= MindRDR =

Google Glass app

MindRDR is a Google Glass app created by This Place, a London, Seattle and Tokyo based user experience agency. MindRDR connects a Neurosky MindWave Mobile portable EEG monitor to Google Glass and uses the EEG signal to control functionality on Google Glass.

The MindRDR app can use the EEG signals to take a photo using the Google Glass camera, and then can share the picture to Twitter or Facebook. The MindWave EEG sensor measures brainwaves and the MindRDR app interprets these brain waves as an input signal for activation of hardware on Google Glass; with high levels of concentration being used as a positive user gesture, and relaxation as a negative user gesture.

== User interface ==

Within the app, users are presented with a live feed if the viewfinder with a graphical overlay - a vertical line with a scale at the side and options to exit the app or take a photo at the top and bottom. The vertical line moves up and down the screen dependent on the signal from the EEG monitor, with higher levels of brain waves associated with concentration moving the bar towards the top, and higher levels of brain waves associated with relaxation moving the bar towards the bottom.
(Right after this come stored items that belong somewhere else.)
use log::{info, warn};
use std::collections::{BTreeMap, HashMap, HashSet};

use crate::models::{Analysis, Sentiment};
use crate::text::normalize;

/// Words whose presence marks a message as potentially risky.
pub const RISK_KEYWORDS: &[&str] = &[
    "ataque", "odio", "violencia", "armas", "ameaça", "terror", "morte", "extremista", "nazismo",
    "fascismo", "racismo", "genocidio", "propaganda",
];

const POSITIVE_WORDS: &[&str] = &["bom", "ótimo", "excelente", "parabéns", "feliz"];
const NEGATIVE_WORDS: &[&str] = &["ruim", "péssimo", "lixo", "odeio", "triste"];

/// Placeholder labeled sample the risk model is trained on at the start of every
/// analyze run. Far too small for a meaningful model.
pub const TRAINING_SAMPLE: &[(&str, bool)] = &[
    ("Ataque terrorista foi frustrado pela polícia", true),
    ("Ótima notícia, vamos celebrar a paz!", false),
    ("Esse grupo dissemina ódio e preconceito", true),
    ("Reunião de comunidade pacífica", false),
    ("Precisamos combater a violência nas ruas", true),
    ("Hoje o dia está lindo para passear", false),
    ("Propaganda nazista é um crime e deve ser denunciada", true),
    ("Vou comprar pão agora.", false),
];

const MAX_FEATURES: usize = 1000;
const HOLDOUT_FRACTION: f64 = 0.2;
const SMOOTHING_ALPHA: f64 = 1.0;

/// TF-IDF over unigrams and bigrams of normalized tokens.
#[derive(Debug, Clone)]
pub struct TfidfVectorizer {
    vocabulary: HashMap<String, usize>,
    idf: Vec<f64>,
}

impl TfidfVectorizer {
    /// Learn the vocabulary (capped at `max_features` most frequent terms) and
    /// smoothed inverse document frequencies from a corpus of token lists.
    pub fn fit(docs: &[Vec<String>], max_features: usize) -> Self {
        let mut term_freq: HashMap<String, usize> = HashMap::new();
        let mut doc_freq: HashMap<String, usize> = HashMap::new();
        for doc in docs {
            let terms = ngrams(doc);
            let mut seen = HashSet::new();
            for term in terms {
                *term_freq.entry(term.clone()).or_default() += 1;
                if seen.insert(term.clone()) {
                    *doc_freq.entry(term).or_default() += 1;
                }
            }
        }

        // Most frequent first, ties broken alphabetically so the cut is stable.
        let mut ranked: Vec<(String, usize)> = term_freq.into_iter().collect();
        ranked.sort_by(|a, b| b.1.cmp(&a.1).then_with(|| a.0.cmp(&b.0)));
        ranked.truncate(max_features);
        let mut kept: Vec<String> = ranked.into_iter().map(|(term, _)| term).collect();
        kept.sort();

        let n_docs = docs.len() as f64;
        let idf = kept
            .iter()
            .map(|term| {
                let df = doc_freq.get(term).copied().unwrap_or(0) as f64;
                ((1.0 + n_docs) / (1.0 + df)).ln() + 1.0
            })
            .collect();
        let vocabulary = kept.into_iter().enumerate().map(|(i, term)| (term, i)).collect();

        Self { vocabulary, idf }
    }

    pub fn n_features(&self) -> usize {
        self.idf.len()
    }

    /// Map tokens to an L2-normalized TF-IDF row. Unknown terms are ignored.
    pub fn transform(&self, tokens: &[String]) -> Vec<f64> {
        let mut row = vec![0.0; self.n_features()];
        for term in ngrams(tokens) {
            if let Some(&idx) = self.vocabulary.get(&term) {
                row[idx] += 1.0;
            }
        }
        for (value, idf) in row.iter_mut().zip(&self.idf) {
            *value *= idf;
        }
        let norm = row.iter().map(|v| v * v).sum::<f64>().sqrt();
        if norm > 0.0 {
            for value in row.iter_mut() {
                *value /= norm;
            }
        }
        row
    }
}

fn ngrams(tokens: &[String]) -> Vec<String> {
    let mut terms: Vec<String> = tokens.to_vec();
    terms.extend(tokens.windows(2).map(|pair| format!("{} {}", pair[0], pair[1])));
    terms
}

/// Two-class multinomial Naive Bayes with additive smoothing.
#[derive(Debug, Clone)]
pub struct MultinomialNb {
    // Index 0 is "not risky", index 1 is "risky".
    class_log_prior: [f64; 2],
    feature_log_prob: [Vec<f64>; 2],
}

impl MultinomialNb {
    pub fn fit(rows: &[Vec<f64>], labels: &[bool], alpha: f64) -> Self {
        let n_features = rows.first().map(Vec::len).unwrap_or(0);
        let mut class_count = [0usize; 2];
        let mut feature_count = [vec![0.0; n_features], vec![0.0; n_features]];
        for (row, &label) in rows.iter().zip(labels) {
            let class = label as usize;
            class_count[class] += 1;
            for (total, value) in feature_count[class].iter_mut().zip(row) {
                *total += value;
            }
        }

        let n_rows = class_count[0] + class_count[1];
        let class_log_prior =
            class_count.map(|count| (count as f64 / n_rows.max(1) as f64).ln());
        let feature_log_prob = feature_count.map(|counts| {
            let denominator = counts.iter().sum::<f64>() + alpha * n_features as f64;
            counts
                .iter()
                .map(|c| ((c + alpha) / denominator).ln())
                .collect::<Vec<f64>>()
        });

        Self {
            class_log_prior,
            feature_log_prob,
        }
    }

    /// True when the "risky" class has the strictly higher joint log likelihood.
    pub fn predict(&self, row: &[f64]) -> bool {
        let [not_risky, risky] = [0usize, 1].map(|class| {
            self.class_log_prior[class]
                + self.feature_log_prob[class]
                    .iter()
                    .zip(row)
                    .map(|(log_prob, x)| log_prob * x)
                    .sum::<f64>()
        });
        risky > not_risky
    }
}

/// How the risk flag is decided for one analyze run.
#[derive(Debug, Clone)]
pub enum RiskDetector {
    TrainedModel {
        vectorizer: TfidfVectorizer,
        model: MultinomialNb,
    },
    KeywordFallback {
        keywords: HashSet<String>,
    },
}

impl RiskDetector {
    /// Train on a labeled sample. Falls back to keyword matching when the sample
    /// holds fewer than two label classes or yields no features.
    pub fn train(samples: &[(&str, bool)]) -> Self {
        let classes: HashSet<bool> = samples.iter().map(|(_, label)| *label).collect();
        if classes.len() < 2 {
            warn!("Training sample has fewer than two label classes; using keyword fallback");
            return Self::keyword_fallback();
        }

        let docs: Vec<Vec<String>> = samples.iter().map(|&(text, _)| normalize(Some(text))).collect();
        let labels: Vec<bool> = samples.iter().map(|(_, label)| *label).collect();
        let (train_idx, test_idx) = stratified_split(&labels, HOLDOUT_FRACTION);

        let train_docs: Vec<Vec<String>> = train_idx.iter().map(|&i| docs[i].clone()).collect();
        let vectorizer = TfidfVectorizer::fit(&train_docs, MAX_FEATURES);
        if vectorizer.n_features() == 0 {
            warn!("Training sample produced an empty vocabulary; using keyword fallback");
            return Self::keyword_fallback();
        }

        let rows: Vec<Vec<f64>> = train_docs.iter().map(|doc| vectorizer.transform(doc)).collect();
        let train_labels: Vec<bool> = train_idx.iter().map(|&i| labels[i]).collect();
        let model = MultinomialNb::fit(&rows, &train_labels, SMOOTHING_ALPHA);
        info!(
            "Risk model trained on {} rows with {} features",
            train_idx.len(),
            vectorizer.n_features()
        );

        let detector = Self::TrainedModel { vectorizer, model };
        if !test_idx.is_empty() {
            let predicted: Vec<bool> = test_idx.iter().map(|&i| detector.is_risky(&docs[i])).collect();
            let expected: Vec<bool> = test_idx.iter().map(|&i| labels[i]).collect();
            log_holdout_report(&expected, &predicted);
        }
        detector
    }

    pub fn keyword_fallback() -> Self {
        Self::KeywordFallback {
            keywords: RISK_KEYWORDS.iter().map(|kw| kw.to_string()).collect(),
        }
    }

    pub fn is_trained(&self) -> bool {
        matches!(self, Self::TrainedModel { .. })
    }

    pub fn is_risky(&self, tokens: &[String]) -> bool {
        match self {
            Self::TrainedModel { vectorizer, model } => model.predict(&vectorizer.transform(tokens)),
            Self::KeywordFallback { keywords } => tokens.iter().any(|t| keywords.contains(t)),
        }
    }
}

/// Hold out the last `fraction` (rounded up) of each class, keeping at least one
/// training row per class.
fn stratified_split(labels: &[bool], fraction: f64) -> (Vec<usize>, Vec<usize>) {
    let mut by_class: BTreeMap<bool, Vec<usize>> = BTreeMap::new();
    for (i, &label) in labels.iter().enumerate() {
        by_class.entry(label).or_default().push(i);
    }

    let mut train = Vec::new();
    let mut test = Vec::new();
    for indices in by_class.values() {
        let n_test = if indices.len() > 1 {
            ((indices.len() as f64 * fraction).ceil() as usize).min(indices.len() - 1)
        } else {
            0
        };
        let (kept, held_out) = indices.split_at(indices.len() - n_test);
        train.extend_from_slice(kept);
        test.extend_from_slice(held_out);
    }
    train.sort_unstable();
    test.sort_unstable();
    (train, test)
}

fn log_holdout_report(expected: &[bool], predicted: &[bool]) {
    let correct = expected.iter().zip(predicted).filter(|(e, p)| e == p).count();
    info!(
        "Risk model held-out accuracy: {}/{} ({:.2})",
        correct,
        expected.len(),
        correct as f64 / expected.len() as f64
    );
    for class in [true, false] {
        let true_pos = expected
            .iter()
            .zip(predicted)
            .filter(|(e, p)| **e == class && **p == class)
            .count();
        let predicted_pos = predicted.iter().filter(|p| **p == class).count();
        let actual_pos = expected.iter().filter(|e| **e == class).count();
        let precision = if predicted_pos > 0 { true_pos as f64 / predicted_pos as f64 } else { 0.0 };
        let recall = if actual_pos > 0 { true_pos as f64 / actual_pos as f64 } else { 0.0 };
        info!(
            "  {:<9} precision={:.2} recall={:.2} support={}",
            if class { "risk" } else { "not_risk" },
            precision,
            recall,
            actual_pos
        );
    }
}

/// Risk keywords present in `tokens`, in keyword-list order. `None` when there are none.
pub fn extract_keywords(tokens: &[String]) -> Option<Vec<String>> {
    let found: Vec<String> = RISK_KEYWORDS
        .iter()
        .filter(|kw| tokens.iter().any(|t| t == *kw))
        .map(|kw| kw.to_string())
        .collect();
    if found.is_empty() {
        None
    } else {
        Some(found)
    }
}

/// Majority vote between positive and negative word hits; ties are neutral.
pub fn classify_sentiment(tokens: &[String]) -> Sentiment {
    let positive = tokens.iter().filter(|t| POSITIVE_WORDS.contains(&t.as_str())).count();
    let negative = tokens.iter().filter(|t| NEGATIVE_WORDS.contains(&t.as_str())).count();
    match positive.cmp(&negative) {
        std::cmp::Ordering::Greater => Sentiment::Positive,
        std::cmp::Ordering::Less => Sentiment::Negative,
        std::cmp::Ordering::Equal => Sentiment::Neutral,
    }
}

/// Everything the analyze pass needs to annotate a message.
pub struct Classifier {
    detector: RiskDetector,
}

impl Classifier {
    pub fn new(detector: RiskDetector) -> Self {
        Self { detector }
    }

    pub fn detector(&self) -> &RiskDetector {
        &self.detector
    }

    pub fn analyze(&self, text: Option<&str>) -> Analysis {
        let tokens = normalize(text);
        Analysis {
            is_risk: self.detector.is_risky(&tokens),
            sentiment: classify_sentiment(&tokens),
            keywords: extract_keywords(&tokens),
        }
    }
}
Once concentration levels get high enough, the camera captures a picture and the image remains on screen with the bar moving to allow the user to share to Twitter with a positive response, or discard the photo with a negative response.

== Possible uses ==

The creators of MindRDR suggest that this tool could be used to help people with severe physical disabilities, such as locked-in syndrome and quadriplegia interact with the digital world, however there has been no research published as yet to show its efficacy.